Current law allows charities to reimburse volunteers, on a nontaxable basis only, up to the charitable mileage rate of 14 cents per mile. Alternatively, volunteers are permitted to deduct their “out of pocket” expenses incurred in providing donated services — when those expenses are not reimbursed.
The Internal Revenue Service (IRS) has the authority to regulate volunteer mileage rates for business and medical/moving purposes, but not for charitable activities. The charitable rate can only be adjusted through the legislative process, and has remained unchanged since 1997.
Legislation in the 113th Congress
In March 2013, Sen.
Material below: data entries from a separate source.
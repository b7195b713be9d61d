// rover_sim/src/main.rs

//! Headless closed-loop mission: terrain, camera, vehicle and the rover's
//! perception-to-decision pipeline, stepped at a fixed simulated rate.
//!
//! To run:
//! `cargo run -p rover_sim -- --config assets/missions/default.toml --map-out map.png`

// --- Bevy Imports ---
use bevy::{app::ScheduleRunnerPlugin, log::LogPlugin, prelude::*};
use clap::Parser;
use std::process::ExitCode;
use std::time::Duration;

// --- Project-Specific Imports ---
use rover_sim::cli::Cli;
use rover_sim::insert_mission;
use rover_sim::simulation::config::load_mission;

fn main() -> ExitCode {
    let cli = Cli::parse();
    let mut app = App::new();

    // --- 1. Core Bevy Plugins ---
    // No window: the schedule runner steps `Update` as fast as it can, and
    // simulated time advances by one tick per step.
    app.add_plugins((
        MinimalPlugins.set(ScheduleRunnerPlugin::run_loop(Duration::ZERO)),
        LogPlugin {
            level: bevy::log::Level::INFO,
            // A good filter for focusing on our crates' logs.
            filter: "info,rover_sim=debug,rover_core=debug".to_string(),
            ..default()
        },
    ));

    // --- 2. Mission Configuration & Resources ---
    let loaded = load_mission(&cli).and_then(|mission| insert_mission(&mut app, mission, cli));
    if let Err(e) = loaded {
        error!("{}", e);
        return ExitCode::FAILURE;
    }

    // --- 3. Run the App ---
    info!("Starting rover mission...");
    if app.run().is_success() {
        ExitCode::SUCCESS
    } else {
        ExitCode::FAILURE
    }
}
Tom Petri (R-WI) introduced the Charitable Driving Tax Relief Act (H.R. 1212) which allows volunteers for recognized nonprofits to exempt from their taxable income any reimbursements they have received for driving a passenger vehicle as part of their volunteer work. Reimbursement is deductible up to the level of for-profit mileage reimbursement (see Background below), and can only be claimed by drivers working on a volunteer basis.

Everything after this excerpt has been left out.